PROBLEM TO SOLVE: Copy out exactly the lines from the start of the data to the line containing "decides when the". Include both.

(Stored data entries)
········
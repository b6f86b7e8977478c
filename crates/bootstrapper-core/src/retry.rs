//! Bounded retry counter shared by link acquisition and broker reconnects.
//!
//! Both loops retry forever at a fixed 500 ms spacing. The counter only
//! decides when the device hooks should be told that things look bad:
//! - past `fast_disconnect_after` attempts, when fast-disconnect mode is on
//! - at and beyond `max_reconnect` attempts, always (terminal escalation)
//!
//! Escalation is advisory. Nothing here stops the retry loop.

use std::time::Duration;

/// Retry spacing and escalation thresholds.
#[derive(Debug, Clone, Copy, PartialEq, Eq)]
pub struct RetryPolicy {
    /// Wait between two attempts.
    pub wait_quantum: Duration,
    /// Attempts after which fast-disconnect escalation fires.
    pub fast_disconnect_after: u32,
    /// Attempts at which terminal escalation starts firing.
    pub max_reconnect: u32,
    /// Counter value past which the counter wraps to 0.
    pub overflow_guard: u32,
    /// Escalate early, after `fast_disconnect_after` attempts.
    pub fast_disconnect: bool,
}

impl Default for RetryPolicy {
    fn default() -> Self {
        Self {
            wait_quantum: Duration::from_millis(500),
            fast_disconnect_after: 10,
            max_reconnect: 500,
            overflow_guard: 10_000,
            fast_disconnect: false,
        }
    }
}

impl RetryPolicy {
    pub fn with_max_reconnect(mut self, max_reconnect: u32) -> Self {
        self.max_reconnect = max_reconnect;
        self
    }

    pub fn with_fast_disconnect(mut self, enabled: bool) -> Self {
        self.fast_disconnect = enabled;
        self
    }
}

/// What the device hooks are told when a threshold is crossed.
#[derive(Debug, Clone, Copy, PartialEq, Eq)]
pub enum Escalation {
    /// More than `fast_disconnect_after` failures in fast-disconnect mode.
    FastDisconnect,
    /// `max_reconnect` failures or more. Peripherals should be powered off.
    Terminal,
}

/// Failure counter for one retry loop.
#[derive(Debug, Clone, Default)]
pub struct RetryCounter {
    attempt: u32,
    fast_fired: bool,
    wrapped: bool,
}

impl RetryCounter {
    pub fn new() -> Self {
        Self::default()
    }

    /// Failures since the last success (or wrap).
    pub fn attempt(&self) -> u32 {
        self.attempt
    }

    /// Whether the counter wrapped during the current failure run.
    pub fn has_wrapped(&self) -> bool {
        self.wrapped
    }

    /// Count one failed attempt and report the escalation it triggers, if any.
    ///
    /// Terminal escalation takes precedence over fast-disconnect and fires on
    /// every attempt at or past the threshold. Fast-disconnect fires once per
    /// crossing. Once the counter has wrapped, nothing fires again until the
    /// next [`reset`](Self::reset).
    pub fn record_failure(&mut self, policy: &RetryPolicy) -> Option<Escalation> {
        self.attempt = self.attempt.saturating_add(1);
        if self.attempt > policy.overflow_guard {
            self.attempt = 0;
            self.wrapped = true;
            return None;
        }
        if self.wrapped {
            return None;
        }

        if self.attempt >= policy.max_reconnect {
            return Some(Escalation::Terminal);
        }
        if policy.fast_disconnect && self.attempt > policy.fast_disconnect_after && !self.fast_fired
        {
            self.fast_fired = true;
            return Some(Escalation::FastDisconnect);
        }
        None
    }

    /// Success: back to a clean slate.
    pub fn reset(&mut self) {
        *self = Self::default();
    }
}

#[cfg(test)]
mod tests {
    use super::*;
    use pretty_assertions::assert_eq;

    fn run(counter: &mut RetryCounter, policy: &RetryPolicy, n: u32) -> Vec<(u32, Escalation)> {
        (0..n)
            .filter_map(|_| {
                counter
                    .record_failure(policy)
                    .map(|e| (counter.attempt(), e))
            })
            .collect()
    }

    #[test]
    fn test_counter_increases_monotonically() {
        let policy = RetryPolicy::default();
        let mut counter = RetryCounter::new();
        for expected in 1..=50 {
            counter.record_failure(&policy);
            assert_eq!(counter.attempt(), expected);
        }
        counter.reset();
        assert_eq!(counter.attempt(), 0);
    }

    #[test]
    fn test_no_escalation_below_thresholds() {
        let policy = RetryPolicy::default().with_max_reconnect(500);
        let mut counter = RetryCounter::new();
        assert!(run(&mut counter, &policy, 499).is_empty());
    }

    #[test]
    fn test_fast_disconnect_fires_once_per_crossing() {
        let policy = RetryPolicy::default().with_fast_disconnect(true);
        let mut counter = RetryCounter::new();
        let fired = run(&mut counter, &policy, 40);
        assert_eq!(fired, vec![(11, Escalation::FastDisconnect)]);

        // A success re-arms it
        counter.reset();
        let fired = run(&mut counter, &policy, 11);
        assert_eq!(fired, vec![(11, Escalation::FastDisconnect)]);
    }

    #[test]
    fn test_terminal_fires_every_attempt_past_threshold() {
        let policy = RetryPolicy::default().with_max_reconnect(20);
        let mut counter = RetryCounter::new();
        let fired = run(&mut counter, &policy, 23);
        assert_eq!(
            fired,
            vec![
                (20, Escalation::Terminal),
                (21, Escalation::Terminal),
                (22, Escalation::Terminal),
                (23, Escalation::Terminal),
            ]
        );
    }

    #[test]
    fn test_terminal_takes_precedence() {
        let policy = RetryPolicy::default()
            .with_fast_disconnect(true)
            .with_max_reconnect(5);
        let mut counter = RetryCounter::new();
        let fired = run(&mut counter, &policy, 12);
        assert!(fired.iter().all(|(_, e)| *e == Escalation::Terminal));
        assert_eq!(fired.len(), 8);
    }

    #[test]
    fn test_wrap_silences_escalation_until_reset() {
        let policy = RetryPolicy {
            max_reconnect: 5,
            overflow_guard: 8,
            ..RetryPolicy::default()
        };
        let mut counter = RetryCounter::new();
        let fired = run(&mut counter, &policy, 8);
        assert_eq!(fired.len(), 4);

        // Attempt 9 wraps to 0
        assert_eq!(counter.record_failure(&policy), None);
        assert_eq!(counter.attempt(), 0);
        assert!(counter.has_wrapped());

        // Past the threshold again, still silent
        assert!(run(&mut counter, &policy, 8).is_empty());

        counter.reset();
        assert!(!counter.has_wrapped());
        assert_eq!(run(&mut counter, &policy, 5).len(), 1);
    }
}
········
ANSWER:
repository b6f86b7e8977478c
filename crates/bootstrapper-core/src/retry.rs
//! Bounded retry counter shared by link acquisition and broker reconnects.
//!
//! Both loops retry forever at a fixed 500 ms spacing. The counter only
//! decides when the device hooks should be told that things look bad:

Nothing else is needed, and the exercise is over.